Тут прямо-таки главные направления в его будущем, густом, как августовское небо, творчестве – откровения о себе, точное, образное видение природы, боль за тяжелую судьбу русского народа.
Читатели не без основания удивляются ранней зрелости поэта. А, вообще-то, удивляться нечему. Могучие таланты требуют быстрого, раннего вызревания. Пушкин, Лермонтов, Есенин… Евтушенко, думается, можно уверенно причислить к российскому поэтическому созвездию. Уже только за одно это юношеское прозрение послевоенной жизни России, сложного взаимопроникновения молодых и пожилых лет, стремление к полёту души, даже если земная суета не даёт подняться в небо.

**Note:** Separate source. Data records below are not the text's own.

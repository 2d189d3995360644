//! Convenience routines for opening and saving DICOM files.

use crate::pixeldata::SharedStream;
use crate::util::SourceReader;
use crate::{
    read_file_body, CreateFileSnafu, FileDicomObject, InMemDicomObject, OpenFileSnafu,
    ReadError, ReadOptions, WriteError, WriteOptions,
};
use snafu::ResultExt;
use std::fs::File;
use std::io::{BufReader, BufWriter};
use std::path::Path;
use std::sync::{Arc, Mutex};

/// Open a DICOM file from the file system, with default options.
pub fn open_file<P: AsRef<Path>>(path: P) -> Result<FileDicomObject<InMemDicomObject>, ReadError> {
    open_file_with(path, &ReadOptions::default())
}

/// Open a DICOM file from the file system.
///
/// This entry point supports deferred pixel data loading:
/// the file handle is retained by the object's pixel data source
/// until it is loaded or the object is dropped.
pub fn open_file_with<P: AsRef<Path>>(
    path: P,
    options: &ReadOptions,
) -> Result<FileDicomObject<InMemDicomObject>, ReadError> {
    let path = path.as_ref();
    let file = File::open(path).context(OpenFileSnafu {
        filename: path.display().to_string(),
    })?;
    let source = SourceReader::new(BufReader::new(file));
    let (object, source) = read_file_body(source, options, true)?;

    // hand the stream over to any deferred pixel data
    let stream: SharedStream = Arc::new(Mutex::new(Box::new(source.into_inner())));
    object.attach_pixel_stream(&stream);

    Ok(object)
}

impl FileDicomObject<InMemDicomObject> {
    /// Write the complete DICOM file to the file system,
    /// with default options.
    pub fn to_file<P: AsRef<Path>>(&self, path: P) -> Result<(), WriteError> {
        self.to_file_with(path, &WriteOptions::default())
    }

    /// Write the complete DICOM file to the file system.
    pub fn to_file_with<P: AsRef<Path>>(
        &self,
        path: P,
        options: &WriteOptions,
    ) -> Result<(), WriteError> {
        let path = path.as_ref();
        let file = File::create(path).context(CreateFileSnafu {
            filename: path.display().to_string(),
        })?;
        self.write_to_with(BufWriter::new(file), options)
    }
}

Стоял вагон, видавший виды,
где шлаком выложен откос.
До буферов травой обвитый,
он по колёса в землю врос.
Он домом стал. В нём люди жили.
Он долго был для них чужим.
Потом привыкли. Печь сложили,
чтоб в нём теплее было им.
Потом – обойные разводы.
Потом – герани на окне.
Потом расставили комоды.
Потом прикнопили к стене
Открытки с видами прибоев.
Хотели сделать, чтобы он
в геранях их и в их обоях
не вспоминал, что он – вагон.
Но память к нам неумолима,
и он не мог заснуть, когда
в огнях, свистках и клочьях дыма
летели мимо поезда.
Дыханье их его касалось.
Совсем был рядом их маршрут.
Они гудели, и казалось —
они с собой его берут.
Но сколько он ни тратил силы —
колёс не мог поднять своих.
Его земля за них схватила,
и лебеда вцепилась в них.
А были дни, когда сквозь чащи,
сквозь ветер, песни и огни
и он летел навстречу счастью,
шатая голосом плетни.
Теперь не ринуться куда-то.
Теперь он с места не сойдёт.
И неподвижность – как расплата
за молодой его полёт.
Представители нынешних поколений России, пожалуй, этот факт и не знают, как тысячи селян и горожан ревмя ревели в день смерти Сталина. Боялись сказать худое слово против гулаговского режима в стране, а если говорили, то еле слышным шёпотом. И вот на тебе (ещё одна черта нашего менталитета!) – чистыми, сердечными слезами провожали в невозвратный путь «вождя всех времён и народов». Как же! Кто доведёт до коммунизма? Кто спасёт от бед неминучих? – весь мир ополчился на нас, строителей «лучшей жизни». Плакали, жалели Иосифа Виссарионовича.
А молодой Евтушенко, отмечая эту невероятную любовь, сумел увидеть в уходе генералиссимуса такое, о чём говорить в то время было не принято и совсем не безопасно.